Proof. Assume $f$ separated. Suppose $(U, V)$ is a pair as in (1). Let $W = \mathop{\mathrm{Spec}}(R)$ be an affine open of $S$ containing both $f(U)$ and $f(V)$. Write $U = \mathop{\mathrm{Spec}}(A)$ and $V = \mathop{\mathrm{Spec}}(B)$ for $R$-algebras $A$ and $B$. By Lemma 26.17.3 we see that $U \times _ S V = U \times _ W V = \mathop{\mathrm{Spec}}(A \otimes _ R B)$ is an affine open of $X \times _ S X$. Hence, by Lemma 26.10.1 we see that $\Delta ^{-1}(U \times _ S V) \to U \times _ S V$ can be identified with $\mathop{\mathrm{Spec}}(A \otimes _ R B/J)$ for some ideal $J \subset A \otimes _ R B$. Thus $U \cap V = \Delta ^{-1}(U \times _ S V)$ is affine. Assertion (1)(b) holds because $A \otimes _{\mathbf{Z}} B \to (A \otimes _ R B)/J$ is surjective.

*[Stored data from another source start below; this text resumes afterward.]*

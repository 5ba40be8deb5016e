//! Injected wallet provider adapter.
//!
//! Wraps the EIP-1193 object the wallet extension injects at
//! `window.ethereum`: presence check, active-account resolution,
//! account-change subscription, `wallet_watchAsset`, and the raw
//! `request` plumbing behind [`BrowserRpc`].

use alloy_primitives::Address;
use async_trait::async_trait;
use serde::Serialize;
use serde_json::Value;
use tf_gateway::{EthereumRpc, GatewayError};
use wasm_bindgen::prelude::*;
use wasm_bindgen::JsCast;
use wasm_bindgen_futures::JsFuture;

fn ethereum() -> Result<JsValue, GatewayError> {
    let window = web_sys::window().ok_or(GatewayError::ProviderUnavailable)?;
    let obj = js_sys::Reflect::get(&window, &JsValue::from_str("ethereum"))
        .map_err(|_| GatewayError::ProviderUnavailable)?;
    if obj.is_undefined() || obj.is_null() {
        return Err(GatewayError::ProviderUnavailable);
    }
    Ok(obj)
}

/// True iff a wallet extension has injected a provider into the page.
pub fn is_wallet_available() -> bool {
    ethereum().is_ok()
}

/// EIP-1193 errors carry a numeric `code`; 4001 is the user saying no.
fn map_js_error(e: JsValue) -> GatewayError {
    let code = js_sys::Reflect::get(&e, &JsValue::from_str("code"))
        .ok()
        .and_then(|c| c.as_f64());
    if code == Some(4001.0) {
        return GatewayError::UserRejected;
    }
    let message = js_sys::Reflect::get(&e, &JsValue::from_str("message"))
        .ok()
        .and_then(|m| m.as_string())
        .unwrap_or_else(|| format!("{e:?}"));
    GatewayError::Rpc(message)
}

fn to_js(value: &Value) -> Result<JsValue, GatewayError> {
    // json_compatible: plain JS objects, not Maps.
    let ser = serde_wasm_bindgen::Serializer::json_compatible();
    value
        .serialize(&ser)
        .map_err(|e| GatewayError::Rpc(e.to_string()))
}

async fn raw_request(payload: &JsValue) -> Result<JsValue, GatewayError> {
    let eth = ethereum()?;
    let request_fn = js_sys::Reflect::get(&eth, &JsValue::from_str("request"))
        .map_err(map_js_error)?
        .dyn_into::<js_sys::Function>()
        .map_err(|_| GatewayError::Rpc("provider has no request method".into()))?;
    let promise = request_fn.call1(&eth, payload).map_err(map_js_error)?;
    let promise: js_sys::Promise = promise
        .dyn_into()
        .map_err(|_| GatewayError::Rpc("provider request did not return a promise".into()))?;
    JsFuture::from(promise).await.map_err(map_js_error)
}

/// `ethereum.request({method, params})` with JSON values on both sides.
pub async fn request_value(method: &str, params: Value) -> Result<Value, GatewayError> {
    let payload = to_js(&serde_json::json!({ "method": method, "params": params }))?;
    let result = raw_request(&payload).await?;
    serde_wasm_bindgen::from_value(result).map_err(|e| GatewayError::Rpc(e.to_string()))
}

/// Request account access (may prompt) and return the first account,
/// checksum-normalised by the caller via [`Address::to_checksum`].
pub async fn active_account() -> Result<Address, GatewayError> {
    let accounts = request_value("eth_requestAccounts", Value::Array(Vec::new())).await?;
    let first = accounts
        .get(0)
        .and_then(Value::as_str)
        .ok_or_else(|| GatewayError::Rpc("provider returned no accounts".into()))?;
    first
        .parse()
        .map_err(|_| GatewayError::Rpc(format!("malformed account address: {first}")))
}

/// Subscribe to `accountsChanged` for the lifetime of the page.
///
/// The event payload is not trusted to name the active account; the
/// handler re-resolves it with [`active_account`].
pub fn on_accounts_changed(handler: impl Fn() + 'static) {
    let Ok(eth) = ethereum() else { return };
    let Ok(on_fn) = js_sys::Reflect::get(&eth, &JsValue::from_str("on")) else { return };
    let Ok(on_fn) = on_fn.dyn_into::<js_sys::Function>() else { return };

    let cb = Closure::wrap(Box::new(move |_: JsValue| handler()) as Box<dyn FnMut(JsValue)>);
    let _ = on_fn.call2(
        &eth,
        &JsValue::from_str("accountsChanged"),
        cb.as_ref().unchecked_ref(),
    );
    cb.forget();
}

/// Ask the wallet to track an ERC20 asset. Returns the wallet's boolean
/// answer.
pub async fn watch_asset(
    address: &str,
    symbol: &str,
    decimals: u8,
    image: &str,
) -> Result<bool, GatewayError> {
    let params = serde_json::json!({
        "type": "ERC20",
        "options": {
            "address": address,
            "symbol": symbol,
            "decimals": decimals,
            "image": image,
        },
    });
    let result = request_value("wallet_watchAsset", params).await?;
    Ok(result.as_bool().unwrap_or(false))
}

/// The production [`EthereumRpc`]: `window.ethereum` for requests and a
/// browser timer for polling pauses.
pub struct BrowserRpc;

#[async_trait(?Send)]
impl EthereumRpc for BrowserRpc {
    async fn request(&self, method: &str, params: Value) -> Result<Value, GatewayError> {
        request_value(method, params).await
    }

    async fn sleep_ms(&self, ms: u32) {
        gloo_timers::future::TimeoutFuture::new(ms).await;
    }
}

Assume the hypothesis formulated in (2) holds. Clearly the collection of affine opens $U \times _ S V$ for pairs $(U, V)$ as in (2) form an affine open covering of $X \times _ S X$ (see e.g. Lemma 26.17.4). Hence it suffices to show that each morphism $U \cap V = \Delta _{X/S}^{-1}(U \times _ S V) \to U \times _ S V$ is a closed immersion, see Lemma 26.4.2. By assumption (a) we have $U \cap V = \mathop{\mathrm{Spec}}(C)$ for some ring $C$. After choosing an affine open $W = \mathop{\mathrm{Spec}}(R)$ of $S$ into which both $U$ and $V$ map and writing $U = \mathop{\mathrm{Spec}}(A)$, $V = \mathop{\mathrm{Spec}}(B)$ we see that the assumption (b) means that the composition

\[ A \otimes _{\mathbf{Z}} B \to A \otimes _ R B \to C \]

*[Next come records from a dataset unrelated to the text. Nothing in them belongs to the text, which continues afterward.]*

//! CLI Entry Point for finesse-daq
//!
//! Provides command-line access to the measurement logic:
//! - `fsr`: free spectral range of a cavity
//! - `measure`: acquire and fit traces from the simulated scope
//! - `synth`: apply synthesizer settings and report the device state
//!
//! The binary runs against the mock instruments; real drivers plug in through the
//! same capability traits.
//!
//! # Usage
//!
//! ```bash
//! finesse-daq fsr --length-um 460
//! finesse-daq measure --count 5 --model "Lorentzian peak with sidebands"
//! finesse-daq --config config/finesse.toml synth --seconds 3
//! ```

use anyhow::Result;
use clap::{Parser, Subcommand};
use finesse_daq::config::FinesseConfig;
use finesse_daq::fitting::LorentzianEstimator;
use finesse_daq::hardware::mock::{MockOscilloscope, MockSynthesizer};
use finesse_daq::measurement::{compute_fsr, FitOutcome};
use finesse_daq::modules::{FinesseModule, Module, ModuleConfig, SynthesizerModule};
use finesse_daq::storage::TsvExporter;
use finesse_daq::tracing_init;
use serde_json::json;
use std::path::PathBuf;
use std::sync::Arc;
use std::time::Duration;

#[derive(Parser)]
#[command(name = "finesse-daq")]
#[command(about = "Optical cavity finesse measurement", long_about = None)]
struct Cli {
    /// Configuration file (defaults apply when absent)
    #[arg(long, global = true, default_value = "config/finesse.toml")]
    config: PathBuf,

    #[command(subcommand)]
    command: Commands,
}

#[derive(Subcommand)]
enum Commands {
    /// Print the free spectral range of a cavity
    Fsr {
        /// Cavity length in µm (config value if omitted)
        #[arg(long)]
        length_um: Option<f64>,

        /// Length uncertainty in µm
        #[arg(long)]
        length_error_um: Option<f64>,

        /// Ring instead of linear cavity
        #[arg(long)]
        ring: bool,
    },

    /// Acquire traces from the simulated scope and fit them
    Measure {
        /// Number of single-shot measurements
        #[arg(long, default_value = "1")]
        count: u32,

        /// Fit model display name
        #[arg(long)]
        model: Option<String>,

        /// Save every trace under the configured output directory
        #[arg(long)]
        save: bool,

        /// Tag appended to the file label
        #[arg(long)]
        tag: Option<String>,
    },

    /// Apply the configured synthesizer settings and poll temperatures
    Synth {
        /// How long to poll, in seconds
        #[arg(long, default_value = "3")]
        seconds: u64,
    },
}

#[tokio::main]
async fn main() -> Result<()> {
    let cli = Cli::parse();

    let config = if cli.config.exists() {
        FinesseConfig::load_from(&cli.config)?
    } else {
        FinesseConfig::default()
    };
    tracing_init::init_from_config(&config).map_err(anyhow::Error::msg)?;

    match cli.command {
        Commands::Fsr {
            length_um,
            length_error_um,
            ring,
        } => print_fsr(&config, length_um, length_error_um, ring),
        Commands::Measure {
            count,
            model,
            save,
            tag,
        } => measure(&config, count, model, save, tag).await,
        Commands::Synth { seconds } => synth(&config, seconds).await,
    }
}

fn print_fsr(
    config: &FinesseConfig,
    length_um: Option<f64>,
    length_error_um: Option<f64>,
    ring: bool,
) -> Result<()> {
    let length = length_um.unwrap_or(config.cavity.length_um);
    let error = length_error_um.unwrap_or(config.cavity.length_error_um);
    let is_ring = ring || config.cavity.is_ring_cavity;
    if length <= 0.0 {
        anyhow::bail!("cavity length must be positive");
    }

    let fsr = compute_fsr(length, error, is_ring);
    println!(
        "{} cavity, L = {length} ± {error} um",
        if is_ring { "Ring" } else { "Linear" }
    );
    println!("FSR = {:.4} ± {:.4} GHz", fsr.value_ghz, fsr.error_ghz);
    Ok(())
}

async fn measure(
    config: &FinesseConfig,
    count: u32,
    model: Option<String>,
    save: bool,
    tag: Option<String>,
) -> Result<()> {
    let scope = Arc::new(MockOscilloscope::with_settings(
        config.scope.timebase_s,
        config.scope.record_length,
    ));
    let mut module = FinesseModule::new(
        "finesse",
        config,
        scope,
        Arc::new(LorentzianEstimator::default()),
        Arc::new(TsvExporter::new()),
    );
    let mut overrides = ModuleConfig::new();
    if let Some(model) = model {
        overrides.set("fit_model", json!(model));
    }
    module.init(overrides)?;

    let fsr = module.calculator().fsr().await;
    println!("FSR = {:.4} ± {:.4} GHz", fsr.value_ghz, fsr.error_ghz);
    println!("Model: {}", module.settings().fit_model);

    for i in 0..count {
        match module.measure_once().await? {
            FitOutcome::NoFit => println!("[{i}] no fit"),
            FitOutcome::Completed(snapshot) => {
                let finesse = snapshot.finesse;
                if finesse.is_none() {
                    println!("[{i}] fit not conclusive");
                } else {
                    println!("[{i}] F = {:.1} ± {:.1}", finesse.finesse, finesse.error);
                }
            }
        }
        if save {
            let path = module.save_trace(tag.as_deref()).await?;
            println!("    saved {}", path.display());
        }
    }

    if let Some(stats) = module.average().await {
        println!(
            "Average over {} fits: F = {:.1} ± {:.1}",
            stats.sample_count, stats.mean, stats.std_dev
        );
    }
    Ok(())
}

async fn synth(config: &FinesseConfig, seconds: u64) -> Result<()> {
    let device = Arc::new(MockSynthesizer::new());
    let mut module = SynthesizerModule::new("synthesizer", &config.synthesizer, device);
    module.start().await?;

    for (channel, settings) in module.channel_settings().await.iter().enumerate() {
        println!(
            "CH{channel}: {:.3} MHz, {:.1} dBm, {:.1} deg",
            module.read_frequency(channel).await? / 1e6,
            module.read_power(channel).await?,
            settings.phase_deg
        );
    }
    println!("RF state: {:?}", module.check_rf_state().await?);

    tokio::time::sleep(Duration::from_secs(seconds)).await;
    println!("Temperatures: {:?} °C", module.temperatures().await);

    module.stop().await
}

is surjective. Hence $A \otimes _ R B \to C$ is surjective and we conclude that $\mathop{\mathrm{Spec}}(C) \to \mathop{\mathrm{Spec}}(A \otimes _ R B)$ is a closed immersion. $\square$

Example 26.21.8. Let $k$ be a field. Consider the structure morphism $p : \mathbf{P}^1_ k \to \mathop{\mathrm{Spec}}(k)$ of the projective line over $k$, see Example 26.14.4. Let us use the lemma above to prove that $p$ is separated. By construction $\mathbf{P}^1_ k$ is covered by two affine opens $U = \mathop{\mathrm{Spec}}(k[x])$ and $V = \mathop{\mathrm{Spec}}(k[y])$ with intersection $U \cap V = \mathop{\mathrm{Spec}}(k[x, y]/(xy - 1))$ (using obvious notation). Thus it suffices to check that conditions (2)(a) and (2)(b) of Lemma 26.21.7 hold for the pairs of affine opens $(U, U)$, $(U, V)$, $(V, U)$ and $(V, V)$. For the pairs $(U, U)$ and $(V, V)$ this is trivial. For the pair $(U, V)$ this amounts to proving that $U \cap V$ is affine, which is true, and that the ring map

\[ k[x] \otimes _{\mathbf{Z}} k[y] \longrightarrow k[x, y]/(xy - 1) \]

is surjective. This is clear because any element in the right hand side can be written as a sum of a polynomial in $x$ and a polynomial in $y$.

Lemma 26.21.9. Let $f : X \to T$ and $g : Y \to T$ be morphisms of schemes with the same target. Let $h : T \to S$ be a morphism of schemes. Then the induced morphism $i : X \times _ T Y \to X \times _ S Y$ is an immersion. If $T \to S$ is separated, then $i$ is a closed immersion. If $T \to S$ is quasi-separated, then $i$ is a quasi-compact morphism.

Proof. By general category theory the following diagram

\[ \xymatrix{ X \times _ T Y \ar[r] \ar[d] & X \times _ S Y \ar[d] \\ T \ar[r]^{\Delta _{T/S}} \ar[r] & T \times _ S T } \]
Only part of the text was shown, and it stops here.